Now his voice broke completely. He sank into a chair and hid his face in his hand, for his eyes were filled with tears.

Silently Jaume took the letter from him, and silently he read it. When he had finished reading, he gave the letter back to Bertrand.

“You have your mother to consider, M. le Comte,” was the first thing he said.

“My mother’s hold on life is so slender, Monsieur Deydier,” Bertrand replied. “When she is gone nothing will hold me to the château, for Micheline loves me and would be happy if she were anywhere with me.”

 “And do you really mean all that you said just now?” the old man rejoined earnestly.

“Ask yourself, Monsieur Deydier,” Bertrand replied simply. “Do you think that I was lying?”

“No!” Deydier said firmly, and placed an affectionate hand on the other’s shoulder. “But there is old Madame—”

“For the sake of a past sin,” Bertrand retorted, “or a time-worn revenge, would you wreck Nicolette’s happiness?
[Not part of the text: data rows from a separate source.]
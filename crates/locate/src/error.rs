//! Error types for location lookups.
//!
//! Callers treat every failure the same way (keep whatever location the user
//! has), but errors are still categorized so logs say what went wrong.

use std::fmt;

/// Result type alias for lookups.
pub type Result<T> = std::result::Result<T, Error>;

/// Categories of lookup errors.
#[derive(Debug, Clone, Copy, PartialEq, Eq)]
pub enum ErrorCategory {
    /// Network-related errors (transient).
    Network,
    /// The service answered with something unusable.
    Format,
    /// The service answered but could not place the address.
    Unresolved,
}

impl ErrorCategory {
    /// Whether this error category is typically transient.
    #[must_use]
    pub fn is_transient(&self) -> bool {
        matches!(self, Self::Network)
    }

    /// Get a user-friendly description of this error category.
    #[must_use]
    pub fn description(&self) -> &'static str {
        match self {
            Self::Network => "Network connectivity issue",
            Self::Format => "Unexpected response from location service",
            Self::Unresolved => "Location could not be determined",
        }
    }
}

impl fmt::Display for ErrorCategory {
    fn fmt(&self, f: &mut fmt::Formatter<'_>) -> fmt::Result {
        write!(f, "{}", self.description())
    }
}

/// Errors that can occur during a lookup.
#[derive(Debug, thiserror::Error)]
pub enum Error {
    /// HTTP request failed.
    #[error("HTTP request failed: {message}")]
    Http {
        /// Error message.
        message: String,
        /// HTTP status code if available.
        status: Option<u16>,
    },

    /// Response body was not the expected JSON.
    #[error("invalid response: {0}")]
    InvalidResponse(String),

    /// Service reported an error or returned no location fields.
    #[error("location unavailable: {0}")]
    Unresolved(String),
}

impl Error {
    /// Get the error category.
    #[must_use]
    pub fn category(&self) -> ErrorCategory {
        match self {
            Error::Http { .. } => ErrorCategory::Network,
            Error::InvalidResponse(_) => ErrorCategory::Format,
            Error::Unresolved(_) => ErrorCategory::Unresolved,
        }
    }
}

impl From<ureq::Error> for Error {
    fn from(err: ureq::Error) -> Self {
        match err {
            ureq::Error::StatusCode(code) => Self::Http {
                message: format!("HTTP {code}"),
                status: Some(code),
            },
            other => Self::Http {
                message: other.to_string(),
                status: None,
            },
        }
    }
}

impl From<serde_json::Error> for Error {
    fn from(err: serde_json::Error) -> Self {
        Self::InvalidResponse(err.to_string())
    }
}
//! User-facing notifications queued by the coordinator.

use std::fmt;

/// Severity of a notification.
#[derive(Debug, Clone, Copy, PartialEq, Eq)]
pub enum NotificationLevel {
    Info,
    Success,
    Warning,
    Error,
}

impl fmt::Display for NotificationLevel {
    fn fmt(&self, f: &mut fmt::Formatter<'_>) -> fmt::Result {
        f.write_str(match self {
            Self::Info => "info",
            Self::Success => "success",
            Self::Warning => "warning",
            Self::Error => "error",
        })
    }
}

/// A short title plus a one-line message.
#[derive(Debug, Clone, PartialEq, Eq)]
pub struct Notification {
    pub level: NotificationLevel,
    pub title: String,
    pub message: String,
}

impl Notification {
    fn new(level: NotificationLevel, title: impl Into<String>, message: impl Into<String>) -> Self {
        Self {
            level,
            title: title.into(),
            message: message.into(),
        }
    }

    pub fn info(title: impl Into<String>, message: impl Into<String>) -> Self {
        Self::new(NotificationLevel::Info, title, message)
    }

    pub fn success(title: impl Into<String>, message: impl Into<String>) -> Self {
        Self::new(NotificationLevel::Success, title, message)
    }

    pub fn warning(title: impl Into<String>, message: impl Into<String>) -> Self {
        Self::new(NotificationLevel::Warning, title, message)
    }

    pub fn error(title: impl Into<String>, message: impl Into<String>) -> Self {
        Self::new(NotificationLevel::Error, title, message)
    }
}

impl fmt::Display for Notification {
    fn fmt(&self, f: &mut fmt::Formatter<'_>) -> fmt::Result {
        write!(f, "{}: {}", self.title, self.message)
    }
}
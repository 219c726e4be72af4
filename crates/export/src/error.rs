//! Error types for document export.

use std::path::PathBuf;

/// Result type alias for exports.
pub type Result<T> = std::result::Result<T, Error>;

/// Errors that can occur while exporting.
#[derive(Debug, thiserror::Error)]
pub enum Error {
    /// Output directory could not be created.
    #[error("failed to create output directory {path}")]
    CreateDir {
        /// Directory path
        path: PathBuf,
        /// Underlying error
        #[source]
        source: std::io::Error,
    },

    /// Writing the document failed.
    #[error("failed to write {path}")]
    Write {
        /// Target path
        path: PathBuf,
        /// Underlying error
        #[source]
        source: std::io::Error,
    },

    /// File name is empty or contains a path separator.
    #[error("invalid file name '{0}'")]
    InvalidFileName(String),

    /// Unknown page size or format name.
    #[error("unknown {kind} '{value}' (expected one of: {expected})")]
    UnknownName {
        /// What was being parsed
        kind: &'static str,
        /// The rejected input
        value: String,
        /// Accepted names
        expected: &'static str,
    },

    /// The PDF library rejected the document.
    #[error("failed to build PDF: {0}")]
    Pdf(String),

    /// Simulated failure from [`MockExporter`](crate::MockExporter).
    #[error("export failed: {0}")]
    Simulated(String),
}

impl Error {
    pub(crate) fn write(path: impl Into<PathBuf>, source: std::io::Error) -> Self {
        Self::Write {
            path: path.into(),
            source,
        }
    }
}

#[cfg(test)]
mod tests {
    use super::*;
    use std::error::Error as _;

    #[test]
    fn test_write_error_keeps_source() {
        let err = Error::write(
            "/tmp/out/resume.html",
            std::io::Error::new(std::io::ErrorKind::PermissionDenied, "denied"),
        );
        assert_eq!(err.to_string(), "failed to write /tmp/out/resume.html");
        assert!(err.source().is_some());
    }

    #[test]
    fn test_unknown_name_message() {
        let err = Error::UnknownName {
            kind: "page size",
            value: "b5".to_string(),
            expected: "a4, letter",
        };
        assert_eq!(
            err.to_string(),
            "unknown page size 'b5' (expected one of: a4, letter)"
        );
    }
}
use anyhow::{Context, Result};
use export::{ExportFormat, ExportOptions, PageSize};
use layout::LayoutId;
use resume::SectionKey;
use serde::{Deserialize, Serialize};
use std::path::{Path, PathBuf};
use std::time::Duration;
use wizard::{DEFAULT_STEPS, LocationPolicy, StepSequencer};

use crate::paths;

// ============================================================================
// Main Config Schema
// ============================================================================

/// The vitae configuration file (`config.toml`)
#[derive(Debug, Clone, Serialize, Deserialize, Default, PartialEq, Eq)]
#[serde(deny_unknown_fields)]
pub struct VitaeConfig {
    /// Live preview settings
    #[serde(default)]
    pub preview: PreviewConfig,

    /// Location auto-detection
    #[serde(default)]
    pub location: LocationConfig,

    /// Document export
    #[serde(default)]
    pub export: ExportConfig,

    /// Wizard step order
    #[serde(default)]
    pub wizard: WizardConfig,
}

impl VitaeConfig {
    /// Load the config from `path`, or from the default location.
    ///
    /// A missing default file yields the defaults; a missing explicit file is
    /// an error.
    pub fn load(path: Option<&Path>) -> Result<Self> {
        let config_path = match path {
            Some(p) => {
                if !p.exists() {
                    anyhow::bail!("Config file not found: {}", p.display());
                }
                p.to_path_buf()
            }
            None => {
                let default = paths::config_file()?;
                if !default.exists() {
                    log::debug!("No config at {}; using defaults", default.display());
                    return Ok(Self::default());
                }
                default
            }
        };

        let content = std::fs::read_to_string(&config_path)
            .with_context(|| format!("Could not read config file: {}", config_path.display()))?;
        let config = Self::parse(&content)
            .with_context(|| format!("Invalid config file: {}", config_path.display()))?;

        log::debug!("Loaded config from {}", config_path.display());
        Ok(config)
    }

    /// Parse and validate TOML content
    pub fn parse(content: &str) -> Result<Self> {
        let config: Self = toml::from_str(content).context("Invalid TOML format in vitae config")?;
        config.validate()?;
        Ok(config)
    }

    /// Validate the configuration
    pub fn validate(&self) -> Result<()> {
        self.location.validate()?;
        self.export.validate()?;
        self.wizard.validate()?;
        Ok(())
    }
}

// ============================================================================
// Preview
// ============================================================================

#[derive(Debug, Clone, Serialize, Deserialize, Default, PartialEq, Eq)]
#[serde(deny_unknown_fields)]
pub struct PreviewConfig {
    /// Initial preview layout
    #[serde(default)]
    pub layout: LayoutId,
}

// ============================================================================
// Location
// ============================================================================

#[derive(Debug, Clone, Serialize, Deserialize, PartialEq, Eq)]
#[serde(deny_unknown_fields)]
pub struct LocationConfig {
    /// Look up the location when the wizard starts
    #[serde(default = "default_true")]
    pub enabled: bool,

    /// Geolocation endpoint (ipapi.co compatible)
    #[serde(default = "default_endpoint")]
    pub endpoint: String,

    /// Request timeout in seconds
    #[serde(default = "default_timeout_secs")]
    pub timeout_secs: u64,

    /// How a detected location is applied
    #[serde(default)]
    pub policy: LocationPolicy,
}

impl Default for LocationConfig {
    fn default() -> Self {
        Self {
            enabled: true,
            endpoint: default_endpoint(),
            timeout_secs: default_timeout_secs(),
            policy: LocationPolicy::default(),
        }
    }
}

impl LocationConfig {
    pub fn timeout(&self) -> Duration {
        Duration::from_secs(self.timeout_secs)
    }

    pub fn validate(&self) -> Result<()> {
        if self.timeout_secs == 0 {
            anyhow::bail!("location.timeout_secs must be at least 1");
        }
        if !(self.endpoint.starts_with("http://") || self.endpoint.starts_with("https://")) {
            anyhow::bail!(
                "location.endpoint must be an http(s) URL, got '{}'",
                self.endpoint
            );
        }
        Ok(())
    }
}

fn default_true() -> bool {
    true
}

fn default_endpoint() -> String {
    locate::backend::ipapi::DEFAULT_ENDPOINT.to_string()
}

fn default_timeout_secs() -> u64 {
    locate::backend::ipapi::DEFAULT_TIMEOUT.as_secs()
}

// ============================================================================
// Export
// ============================================================================

#[derive(Debug, Clone, Serialize, Deserialize, PartialEq, Eq)]
#[serde(deny_unknown_fields)]
pub struct ExportConfig {
    /// Document format
    #[serde(default)]
    pub format: ExportFormat,

    /// Output directory (supports ~ and $VARS)
    #[serde(default = "default_output_dir")]
    pub output_dir: String,

    /// File name without extension
    #[serde(default = "default_file_name")]
    pub file_name: String,

    /// Page size for PDF and HTML exports
    #[serde(default)]
    pub page: PageSize,
}

impl Default for ExportConfig {
    fn default() -> Self {
        Self {
            format: ExportFormat::default(),
            output_dir: default_output_dir(),
            file_name: default_file_name(),
            page: PageSize::default(),
        }
    }
}

impl ExportConfig {
    /// Get the expanded output directory
    pub fn expanded_output_dir(&self) -> PathBuf {
        paths::expand(&self.output_dir)
    }

    /// Exporter options, with an optional directory override
    pub fn options(&self, output_dir: Option<&Path>) -> ExportOptions {
        let dir = output_dir.map_or_else(|| self.expanded_output_dir(), Path::to_path_buf);
        ExportOptions::new(dir)
            .file_name(self.file_name.clone())
            .page(self.page)
    }

    pub fn validate(&self) -> Result<()> {
        if self.output_dir.trim().is_empty() {
            anyhow::bail!("export.output_dir cannot be empty");
        }
        ExportOptions::default()
            .file_name(self.file_name.clone())
            .target(self.format)
            .context("export.file_name is not a valid file name")?;
        Ok(())
    }
}

fn default_output_dir() -> String {
    ".".to_string()
}

fn default_file_name() -> String {
    "resume".to_string()
}

// ============================================================================
// Wizard
// ============================================================================

#[derive(Debug, Clone, Serialize, Deserialize, PartialEq, Eq)]
#[serde(deny_unknown_fields)]
pub struct WizardConfig {
    /// Steps in the order they are shown
    #[serde(default = "default_steps")]
    pub steps: Vec<SectionKey>,
}

impl Default for WizardConfig {
    fn default() -> Self {
        Self {
            steps: default_steps(),
        }
    }
}

impl WizardConfig {
    /// Build the step cursor
    pub fn sequencer(&self) -> Result<StepSequencer<SectionKey>> {
        StepSequencer::new(self.steps.clone()).context("Invalid wizard.steps")
    }

    pub fn validate(&self) -> Result<()> {
        self.sequencer().map(|_| ())
    }
}

fn default_steps() -> Vec<SectionKey> {
    DEFAULT_STEPS.to_vec()
}

// ============================================================================
// Tests
// ============================================================================

#[cfg(test)]
mod tests {
    use super::*;
    use tempfile::TempDir;

    #[test]
    fn test_empty_config_is_default() {
        let config = VitaeConfig::parse("").unwrap();
        assert_eq!(config, VitaeConfig::default());
        assert_eq!(config.preview.layout, LayoutId::Simple);
        assert!(config.location.enabled);
        assert_eq!(config.location.endpoint, "https://ipapi.co/json/");
        assert_eq!(config.location.policy, LocationPolicy::FillIfUntouched);
        assert_eq!(config.export.format, ExportFormat::Pdf);
        assert_eq!(config.wizard.steps, DEFAULT_STEPS.to_vec());
    }

    #[test]
    fn test_parse_full_config() {
        let toml = r#"
[preview]
layout = "two-column"

[location]
enabled = false
endpoint = "http://localhost:8080/json/"
timeout_secs = 2
policy = "overwrite"

[export]
format = "text"
output_dir = "~/cv"
file_name = "jane-doe"
page = "letter"

[wizard]
steps = ["personal-info", "experience", "skills"]
"#;
        let config = VitaeConfig::parse(toml).unwrap();

        assert_eq!(config.preview.layout, LayoutId::TwoColumn);
        assert!(!config.location.enabled);
        assert_eq!(config.location.timeout(), Duration::from_secs(2));
        assert_eq!(config.location.policy, LocationPolicy::Overwrite);
        assert_eq!(config.export.format, ExportFormat::Text);
        assert_eq!(config.export.page, PageSize::Letter);
        assert_eq!(
            config.export.expanded_output_dir(),
            dirs::home_dir().unwrap().join("cv")
        );
        assert_eq!(
            config.wizard.steps,
            vec![
                SectionKey::PersonalInfo,
                SectionKey::Experience,
                SectionKey::Skills
            ]
        );
    }

    #[test]
    fn test_rejects_invalid_steps() {
        assert!(VitaeConfig::parse("[wizard]\nsteps = []").is_err());
        assert!(VitaeConfig::parse("[wizard]\nsteps = [\"skills\", \"skills\"]").is_err());
        assert!(VitaeConfig::parse("[wizard]\nsteps = [\"hobbies\"]").is_err());
    }

    #[test]
    fn test_rejects_bad_values() {
        assert!(VitaeConfig::parse("[location]\ntimeout_secs = 0").is_err());
        assert!(VitaeConfig::parse("[location]\nendpoint = \"ftp://x\"").is_err());
        assert!(VitaeConfig::parse("[export]\nfile_name = \"a/b\"").is_err());
        assert!(VitaeConfig::parse("[export]\npage = \"b5\"").is_err());
        assert!(VitaeConfig::parse("[preview]\nlayout = \"fancy\"").is_err());
        assert!(VitaeConfig::parse("[preview]\ncolor = \"red\"").is_err());
    }

    #[test]
    fn test_export_options_override() {
        let config = ExportConfig {
            file_name: "cv".to_string(),
            ..ExportConfig::default()
        };
        let options = config.options(Some(Path::new("/tmp/out")));
        assert_eq!(options.output_dir, PathBuf::from("/tmp/out"));
        assert_eq!(options.file_name, "cv");
    }

    #[test]
    fn test_load_explicit_path() {
        let dir = TempDir::new().unwrap();
        let path = dir.path().join("vitae.toml");
        std::fs::write(&path, "[preview]\nlayout = \"comprehensive\"\n").unwrap();

        let config = VitaeConfig::load(Some(&path)).unwrap();
        assert_eq!(config.preview.layout, LayoutId::Comprehensive);

        assert!(VitaeConfig::load(Some(&dir.path().join("missing.toml"))).is_err());
    }

    #[test]
    fn test_roundtrip_serialization() {
        let config = VitaeConfig::default();
        let toml = toml::to_string_pretty(&config).unwrap();
        assert_eq!(VitaeConfig::parse(&toml).unwrap(), config);
    }
}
She loves me. She will never be happy without me. Old Madame shall never come between us. She will remain at the château, or go as she pleases, but she shall never cross my life’s path again. ’Tis with me now, and with me alone that you need deal, Monsieur Deydier. By giving up all that M. de Montaudon has offered me, I break definitely with the past, and ’tis to Nicolette that I look for the future, to Nicolette and this old place which I love: and if you no longer think me mean and unworthy....”

The words died upon his lips. He had spoken dully, quietly, with intent gaze fixed upon the flickering fire. But now, suddenly two warm, clinging arms were around his neck, a soft, silky mass of brown curls was against his cheek.

“You are right, Tan-tan,” a fairy voice murmured in his ear, “I will never be happy without you.”

The next moment he was down on his knees, pressing his face against two sweet-smelling palms, that were soft and fragrant like a mass of orange-blossom.

And Jaume Deydier tiptoed silently out of the room.